● **Data for analysis**
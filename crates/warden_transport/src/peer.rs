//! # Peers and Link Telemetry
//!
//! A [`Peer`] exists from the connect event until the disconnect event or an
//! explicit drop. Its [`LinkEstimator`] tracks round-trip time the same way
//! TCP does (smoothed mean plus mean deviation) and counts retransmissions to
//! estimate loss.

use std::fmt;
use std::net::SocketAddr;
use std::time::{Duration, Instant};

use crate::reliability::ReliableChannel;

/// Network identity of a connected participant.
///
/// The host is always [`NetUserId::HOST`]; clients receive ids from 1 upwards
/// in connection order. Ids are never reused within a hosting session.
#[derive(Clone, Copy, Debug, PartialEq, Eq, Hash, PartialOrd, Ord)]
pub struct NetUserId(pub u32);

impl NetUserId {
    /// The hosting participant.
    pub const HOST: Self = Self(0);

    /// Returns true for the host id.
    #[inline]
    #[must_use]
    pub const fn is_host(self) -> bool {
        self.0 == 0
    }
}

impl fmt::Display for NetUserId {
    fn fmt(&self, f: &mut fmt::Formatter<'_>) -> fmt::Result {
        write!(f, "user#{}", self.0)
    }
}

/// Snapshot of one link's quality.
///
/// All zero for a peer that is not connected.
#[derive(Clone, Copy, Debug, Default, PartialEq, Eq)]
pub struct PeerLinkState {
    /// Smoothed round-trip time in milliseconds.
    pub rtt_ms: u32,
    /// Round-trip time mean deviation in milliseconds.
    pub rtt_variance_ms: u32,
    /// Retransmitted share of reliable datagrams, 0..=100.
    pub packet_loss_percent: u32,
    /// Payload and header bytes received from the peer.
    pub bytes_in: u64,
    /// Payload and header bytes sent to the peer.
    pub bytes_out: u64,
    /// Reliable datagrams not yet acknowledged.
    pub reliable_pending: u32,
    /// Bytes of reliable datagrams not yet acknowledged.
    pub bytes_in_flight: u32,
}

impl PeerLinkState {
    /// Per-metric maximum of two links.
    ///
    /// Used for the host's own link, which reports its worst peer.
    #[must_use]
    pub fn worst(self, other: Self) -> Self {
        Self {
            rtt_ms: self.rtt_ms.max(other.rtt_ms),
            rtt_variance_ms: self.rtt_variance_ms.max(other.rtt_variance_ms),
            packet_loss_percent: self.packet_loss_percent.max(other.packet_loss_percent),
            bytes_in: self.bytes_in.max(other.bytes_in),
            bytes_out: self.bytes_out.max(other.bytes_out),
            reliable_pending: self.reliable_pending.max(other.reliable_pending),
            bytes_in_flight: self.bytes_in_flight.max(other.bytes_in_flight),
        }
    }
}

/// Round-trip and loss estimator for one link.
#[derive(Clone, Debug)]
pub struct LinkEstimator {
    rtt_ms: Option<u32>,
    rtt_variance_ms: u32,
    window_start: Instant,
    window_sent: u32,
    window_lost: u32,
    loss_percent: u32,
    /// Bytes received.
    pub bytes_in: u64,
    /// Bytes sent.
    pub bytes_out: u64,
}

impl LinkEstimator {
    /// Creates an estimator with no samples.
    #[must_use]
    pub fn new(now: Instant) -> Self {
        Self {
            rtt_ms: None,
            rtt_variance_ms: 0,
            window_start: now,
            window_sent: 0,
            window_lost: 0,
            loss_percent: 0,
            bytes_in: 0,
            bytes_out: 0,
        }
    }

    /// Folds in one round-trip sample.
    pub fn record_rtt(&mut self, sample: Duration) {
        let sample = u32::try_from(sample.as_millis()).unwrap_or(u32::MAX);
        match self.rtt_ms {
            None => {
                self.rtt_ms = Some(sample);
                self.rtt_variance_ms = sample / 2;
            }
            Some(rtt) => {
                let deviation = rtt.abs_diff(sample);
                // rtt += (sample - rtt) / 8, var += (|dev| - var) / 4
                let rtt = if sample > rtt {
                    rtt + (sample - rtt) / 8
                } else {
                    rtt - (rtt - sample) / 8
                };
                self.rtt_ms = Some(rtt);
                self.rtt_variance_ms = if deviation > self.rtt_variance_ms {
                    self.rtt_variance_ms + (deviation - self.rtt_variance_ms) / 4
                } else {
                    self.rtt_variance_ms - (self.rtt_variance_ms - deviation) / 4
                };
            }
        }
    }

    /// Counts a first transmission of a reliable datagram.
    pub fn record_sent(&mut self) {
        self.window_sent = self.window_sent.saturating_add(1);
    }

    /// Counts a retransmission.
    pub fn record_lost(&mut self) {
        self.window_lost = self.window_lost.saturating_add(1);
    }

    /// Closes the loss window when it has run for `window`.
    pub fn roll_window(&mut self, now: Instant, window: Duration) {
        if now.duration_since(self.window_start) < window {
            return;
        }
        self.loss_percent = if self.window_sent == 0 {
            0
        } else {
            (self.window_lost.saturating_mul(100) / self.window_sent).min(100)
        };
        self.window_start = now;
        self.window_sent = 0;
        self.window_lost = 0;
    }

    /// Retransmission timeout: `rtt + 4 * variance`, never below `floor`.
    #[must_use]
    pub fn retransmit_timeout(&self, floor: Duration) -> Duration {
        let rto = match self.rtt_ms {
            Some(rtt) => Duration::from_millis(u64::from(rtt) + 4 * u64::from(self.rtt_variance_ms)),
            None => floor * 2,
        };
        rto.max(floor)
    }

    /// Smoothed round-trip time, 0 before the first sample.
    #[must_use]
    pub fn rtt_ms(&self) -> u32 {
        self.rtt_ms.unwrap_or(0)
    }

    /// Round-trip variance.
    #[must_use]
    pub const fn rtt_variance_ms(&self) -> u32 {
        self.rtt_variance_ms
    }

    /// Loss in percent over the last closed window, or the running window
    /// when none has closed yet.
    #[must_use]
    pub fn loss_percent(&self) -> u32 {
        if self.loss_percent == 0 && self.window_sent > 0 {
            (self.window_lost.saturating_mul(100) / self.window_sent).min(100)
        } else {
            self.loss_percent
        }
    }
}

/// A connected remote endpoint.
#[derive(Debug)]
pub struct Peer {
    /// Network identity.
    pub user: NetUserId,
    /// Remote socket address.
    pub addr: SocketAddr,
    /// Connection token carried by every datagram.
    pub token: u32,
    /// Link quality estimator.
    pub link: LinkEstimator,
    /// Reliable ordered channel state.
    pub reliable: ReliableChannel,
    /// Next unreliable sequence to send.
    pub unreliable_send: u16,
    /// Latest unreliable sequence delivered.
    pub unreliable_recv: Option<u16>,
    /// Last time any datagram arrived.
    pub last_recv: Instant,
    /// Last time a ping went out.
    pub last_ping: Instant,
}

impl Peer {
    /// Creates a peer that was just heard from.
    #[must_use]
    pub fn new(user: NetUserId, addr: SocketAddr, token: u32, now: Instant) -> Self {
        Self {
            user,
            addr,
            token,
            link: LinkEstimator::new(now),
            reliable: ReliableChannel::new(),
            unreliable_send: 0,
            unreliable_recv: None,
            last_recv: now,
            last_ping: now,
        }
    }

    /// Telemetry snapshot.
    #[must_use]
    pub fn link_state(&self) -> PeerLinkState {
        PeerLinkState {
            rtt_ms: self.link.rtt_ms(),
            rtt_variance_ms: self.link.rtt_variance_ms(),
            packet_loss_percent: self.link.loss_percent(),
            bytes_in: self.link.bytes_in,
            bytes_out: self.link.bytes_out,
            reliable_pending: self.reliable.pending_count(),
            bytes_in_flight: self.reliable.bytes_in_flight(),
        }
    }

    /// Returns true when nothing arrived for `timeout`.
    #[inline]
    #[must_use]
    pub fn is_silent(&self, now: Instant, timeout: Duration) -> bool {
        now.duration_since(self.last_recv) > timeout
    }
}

● **Description of the task**
Transcribe each entry word for word.

● **Solution**
filename crates/warden_transport/src/peer.rs
//! # Peers and Link Telemetry
//!
//! A [`Peer`] exists from the connect event until the disconnect event or an
//! explicit drop. Its [`LinkEstimator`] tracks round-trip time the same way
//! TCP does (smoothed mean plus mean deviation) and counts retransmissions to
//! estimate loss.

use std::fmt;
use std::net::SocketAddr;
use std::time::{Duration, Instant};

use crate::reliability::ReliableChannel;

/// Network identity of a connected participant.
///
/// The host is always [`NetUserId::HOST`]; clients receive ids from 1 upwards
/// in connection order. Ids are never reused within a hosting session.
#[derive(Clone, Copy, Debug, PartialEq, Eq, Hash, PartialOrd, Ord)]
pub struct NetUserId(pub u32);

impl NetUserId {
    /// The hosting participant.
    pub const HOST: Self = Self(0);

    /// Returns true for the host id.
    #[inline]
    #[must_use]
    pub const fn is_host(self) -> bool {
        self.0 == 0
    }
}

impl fmt::Display for NetUserId {
    fn fmt(&self, f: &mut fmt::Formatter<'_>) -> fmt::Result {
        write!(f, "user#{}", self.0)
    }
}

/// Snapshot of one link's quality.
///
/// All zero for a peer that is not connected.
#[derive(Clone, Copy, Debug, Default, PartialEq, Eq)]
pub struct PeerLinkState {
    /// Smoothed round-trip time in milliseconds.
    pub rtt_ms: u32,
    /// Round-trip time mean deviation in milliseconds.
    pub rtt_variance_ms: u32,
    /// Retransmitted share of reliable datagrams, 0..=100.
    pub packet_loss_percent: u32,
    /// Payload and header bytes received from the peer.
    pub bytes_in: u64,
    /// Payload and header bytes sent to the peer.
    pub bytes_out: u64,
    /// Reliable datagrams not yet acknowledged.
    pub reliable_pending: u32,
    /// Bytes of reliable datagrams not yet acknowledged.
    pub bytes_in_flight: u32,
}

impl PeerLinkState {
    /// Per-metric maximum of two links.
    ///
    /// Used for the host's own link, which reports its worst peer.
    #[must_use]
    pub fn worst(self, other: Self) -> Self {
        Self {
            rtt_ms: self.rtt_ms.max(other.rtt_ms),
            rtt_variance_ms: self.rtt_variance_ms.max(other.rtt_variance_ms),
            packet_loss_percent: self.packet_loss_percent.max(other.packet_loss_percent),
            bytes_in: self.bytes_in.max(other.bytes_in),
            bytes_out: self.bytes_out.max(other.bytes_out),
            reliable_pending: self.reliable_pending.max(other.reliable_pending),
            bytes_in_flight: self.bytes_in_flight.max(other.bytes_in_flight),
        }
    }
}

/// Round-trip and loss estimator for one link.
#[derive(Clone, Debug)]
pub struct LinkEstimator {
    rtt_ms: Option<u32>,
    rtt_variance_ms: u32,
    window_start: Instant,
    window_sent: u32,
    window_lost: u32,
    loss_percent: u32,
    /// Bytes received.
    pub bytes_in: u64,
    /// Bytes sent.
    pub bytes_out: u64,
}

impl LinkEstimator {
    /// Creates an estimator with no samples.
    #[must_use]
    pub fn new(now: Instant) -> Self {
        Self {
            rtt_ms: None,
            rtt_variance_ms: 0,
            window_start: now,
            window_sent: 0,
            window_lost: 0,
            loss_percent: 0,
            bytes_in: 0,
            bytes_out: 0,
        }
    }

    /// Folds in one round-trip sample.
    pub fn record_rtt(&mut self, sample: Duration) {
        let sample = u32::try_from(sample.as_millis()).unwrap_or(u32::MAX);
        match self.rtt_ms {
            None => {
                self.rtt_ms = Some(sample);
                self.rtt_variance_ms = sample / 2;
            }
            Some(rtt) => {
                let deviation = rtt.abs_diff(sample);
                // rtt += (sample - rtt) / 8, var += (|dev| - var) / 4
                let rtt = if sample > rtt {
                    rtt + (sample - rtt) / 8
                } else {
                    rtt - (rtt - sample) / 8
                };
                self.rtt_ms = Some(rtt);
                self.rtt_variance_ms = if deviation > self.rtt_variance_ms {
                    self.rtt_variance_ms + (deviation - self.rtt_variance_ms) / 4
                } else {
                    self.rtt_variance_ms - (self.rtt_variance_ms - deviation) / 4
                };
            }
        }
    }

    /// Counts a first transmission of a reliable datagram.
    pub fn record_sent(&mut self) {
        self.window_sent = self.window_sent.saturating_add(1);
    }

    /// Counts a retransmission.
    pub fn record_lost(&mut self) {
        self.window_lost = self.window_lost.saturating_add(1);
    }

    /// Closes the loss window when it has run for `window`.
    pub fn roll_window(&mut self, now: Instant, window: Duration) {
        if now.duration_since(self.window_start) < window {
            return;
        }
        self.loss_percent = if self.window_sent == 0 {
            0
        } else {
            (self.window_lost.saturating_mul(100) / self.window_sent).min(100)
        };
        self.window_start = now;
        self.window_sent = 0;
        self.window_lost = 0;
    }

    /// Retransmission timeout: `rtt + 4 * variance`, never below `floor`.
    #[must_use]
    pub fn retransmit_timeout(&self, floor: Duration) -> Duration {
        let rto = match self.rtt_ms {
            Some(rtt) => Duration::from_millis(u64::from(rtt) + 4 * u64::from(self.rtt_variance_ms)),
            None => floor * 2,
        };
        rto.max(floor)
    }

    /// Smoothed round-trip time, 0 before the first sample.
    #[must_use]
    pub fn rtt_ms(&self) -> u32 {
        self.rtt_ms.unwrap_or(0)
    }

    /// Round-trip variance.
    #[must_use]
    pub const fn rtt_variance_ms(&self) -> u32 {
        self.rtt_variance_ms
    }

    /// Loss in percent over the last closed window, or the running window
    /// when none has closed yet.
    #[must_use]
    pub fn loss_percent(&self) -> u32 {
        if self.loss_percent == 0 && self.window_sent > 0 {
            (self.window_lost.saturating_mul(100) / self.window_sent).min(100)
        } else {
            self.loss_percent
        }
    }
}

/// A connected remote endpoint.
#[derive(Debug)]
pub struct Peer {
    /// Network identity.
    pub user: NetUserId,
    /// Remote socket address.
    pub addr: SocketAddr,
    /// Connection token carried by every datagram.
    pub token: u32,
    /// Link quality estimator.
    pub link: LinkEstimator,
    /// Reliable ordered channel state.
    pub reliable: ReliableChannel,
    /// Next unreliable sequence to send.
    pub unreliable_send: u16,
    /// Latest unreliable sequence delivered.
    pub unreliable_recv: Option<u16>,
    /// Last time any datagram arrived.
    pub last_recv: Instant,
    /// Last time a ping went out.
    pub last_ping: Instant,
}

impl Peer {
    /// Creates a peer that was just heard from.
    #[must_use]
    pub fn new(user: NetUserId, addr: SocketAddr, token: u32, now: Instant) -> Self {
        Self {
            user,
            addr,
            token,
            link: LinkEstimator::new(now),
            reliable: ReliableChannel::new(),
            unreliable_send: 0,
            unreliable_recv: None,
            last_recv: now,
            last_ping: now,
        }
    }

    /// Telemetry snapshot.
    #[must_use]
    pub fn link_state(&self) -> PeerLinkState {
        PeerLinkState {
            rtt_ms: self.link.rtt_ms(),
            rtt_variance_ms: self.link.rtt_variance_ms(),
            packet_loss_percent: self.link.loss_percent(),
            bytes_in: self.link.bytes_in,
            bytes_out: self.link.bytes_out,
            reliable_pending: self.reliable.pending_count(),
            bytes_in_flight: self.reliable.bytes_in_flight(),
        }
    }

    /// Returns true when nothing arrived for `timeout`.
    #[inline]
    #[must_use]
    pub fn is_silent(&self, now: Instant, timeout: Duration) -> bool {
        now.duration_since(self.last_recv) > timeout
    }
}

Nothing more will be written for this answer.